As you know, I am much more of an armchair mountaineer these days with my career and family in Peaklessburg. But even when I climbed and hiked with more regularity, I enjoyed coming across old maps in yard sales and climbing narratives from the 1930s in antique stores.
I still do and I have to tip my Major League Baseball cap to the Henry S. Hall, Jr. American Alpine Club Library in Golden Colorado for maintaining and continuing to build upon the “collective memory” (their words) of the mountaineering community. The library has a circulating collection available to American Alpine Club (AAC) members and Friends of the American Alpine Club Library, rare and non-circulating books in the AAC Archives, and photographs which can be considered documentary or art, depending on who is appreciating it.

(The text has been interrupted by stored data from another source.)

use crate::domain::value_key;
use serde_json::{Map, Value};
use std::cmp::Ordering;

/// A row of an externally-owned table
pub type Row = Map<String, Value>;

/// One column condition
#[derive(Debug, Clone, PartialEq)]
pub enum Condition {
    Eq(String, Value),
    Neq(String, Value),
    In(String, Vec<Value>),
}

/// Conjunction of column conditions
///
/// Values are compared by their normalized string form, so a numeric id
/// matches its textual spelling.
#[derive(Debug, Clone, Default, PartialEq)]
pub struct Filter {
    conditions: Vec<Condition>,
}

impl Filter {
    pub fn new() -> Self {
        Self::default()
    }

    pub fn eq(mut self, column: impl Into<String>, value: impl Into<Value>) -> Self {
        self.conditions
            .push(Condition::Eq(column.into(), value.into()));
        self
    }

    pub fn neq(mut self, column: impl Into<String>, value: impl Into<Value>) -> Self {
        self.conditions
            .push(Condition::Neq(column.into(), value.into()));
        self
    }

    pub fn is_in<I, V>(mut self, column: impl Into<String>, values: I) -> Self
    where
        I: IntoIterator<Item = V>,
        V: Into<Value>,
    {
        self.conditions.push(Condition::In(
            column.into(),
            values.into_iter().map(Into::into).collect(),
        ));
        self
    }

    pub fn conditions(&self) -> &[Condition] {
        &self.conditions
    }

    pub fn is_empty(&self) -> bool {
        self.conditions.is_empty()
    }

    pub fn matches(&self, row: &Row) -> bool {
        self.conditions.iter().all(|condition| match condition {
            Condition::Eq(column, expected) => cell_equals(row.get(column), expected),
            Condition::Neq(column, expected) => !cell_equals(row.get(column), expected),
            Condition::In(column, values) => {
                values.iter().any(|v| cell_equals(row.get(column), v))
            }
        })
    }
}

fn cell_equals(cell: Option<&Value>, expected: &Value) -> bool {
    match (cell, expected) {
        (None | Some(Value::Null), Value::Null) => true,
        (Some(cell), expected) => match (value_key(cell), value_key(expected)) {
            (Some(a), Some(b)) => a == b,
            _ => false,
        },
        (None, _) => false,
    }
}

/// Sort order for selects
#[derive(Debug, Clone, PartialEq, Eq)]
pub struct Order {
    pub column: String,
    pub ascending: bool,
}

impl Order {
    pub fn asc(column: impl Into<String>) -> Self {
        Self {
            column: column.into(),
            ascending: true,
        }
    }

    pub fn desc(column: impl Into<String>) -> Self {
        Self {
            column: column.into(),
            ascending: false,
        }
    }

    /// Compare two rows on this order's column; missing cells sort last
    pub fn compare(&self, a: &Row, b: &Row) -> Ordering {
        let ordering = match (a.get(&self.column), b.get(&self.column)) {
            (Some(x), Some(y)) => compare_values(x, y),
            (Some(_), None) => return Ordering::Less,
            (None, Some(_)) => return Ordering::Greater,
            (None, None) => Ordering::Equal,
        };
        if self.ascending {
            ordering
        } else {
            ordering.reverse()
        }
    }
}

fn compare_values(a: &Value, b: &Value) -> Ordering {
    match (a, b) {
        (Value::Number(x), Value::Number(y)) => x
            .as_f64()
            .partial_cmp(&y.as_f64())
            .unwrap_or(Ordering::Equal),
        _ => value_key(a).cmp(&value_key(b)),
    }
}

#[cfg(test)]
mod tests {
    use super::*;
    use serde_json::json;

    fn row(value: Value) -> Row {
        value.as_object().cloned().unwrap_or_default()
    }

    #[test]
    fn filter_matches_across_id_representations() {
        let r = row(json!({ "post_id": 12, "user_id": "u1" }));
        assert!(Filter::new().eq("post_id", "12").matches(&r));
        assert!(Filter::new().eq("post_id", 12).eq("user_id", "u1").matches(&r));
        assert!(!Filter::new().eq("user_id", "u2").matches(&r));
        assert!(Filter::new().neq("user_id", "u2").matches(&r));
        assert!(Filter::new().is_in("post_id", [json!(3), json!("12")]).matches(&r));
    }

    #[test]
    fn order_compares_numbers_and_strings() {
        let a = row(json!({ "id": 2, "created_at": "2024-01-01T00:00:00Z" }));
        let b = row(json!({ "id": 10, "created_at": "2024-02-01T00:00:00Z" }));
        assert_eq!(Order::asc("id").compare(&a, &b), Ordering::Less);
        assert_eq!(Order::desc("created_at").compare(&a, &b), Ordering::Greater);
    }
}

Mountaineers are also encouraged to donate their letters, diaries, photos and scrapbooks, expedition reports, films, and even gear to the library in the hopes of maintaining a continuous thread of history. The library indicates that not everything may be accepted however based on its “appropriateness” — perhaps they mean historical value. Their website, at least, does not elaborate on that point. Regardless, this invitation helps ensure the collection will remain the current today as we look back tomorrow.
The libary’s archivists just began reviewing and catalogueing the Bradford Washburn archives with the climbing community’s financial support. Washburn is one of the greatest Alaskan mountaineers in history, with multiple ascents of Denali, an epic first ascent of Mount Lucania and he was a talented mountain photographer. He also lead the expedition to map the entire Wrangell-St. Elias Range when no one knew what was in that territory.
The Washburn archives include 20 unopened file boxes, five flat unopened boxes and over 20 rolled maps. Staff and resources are needed to properly go through these records of the great mountaineer and explorer. Individuals may adopt the archives in $100 increments to help complete the work.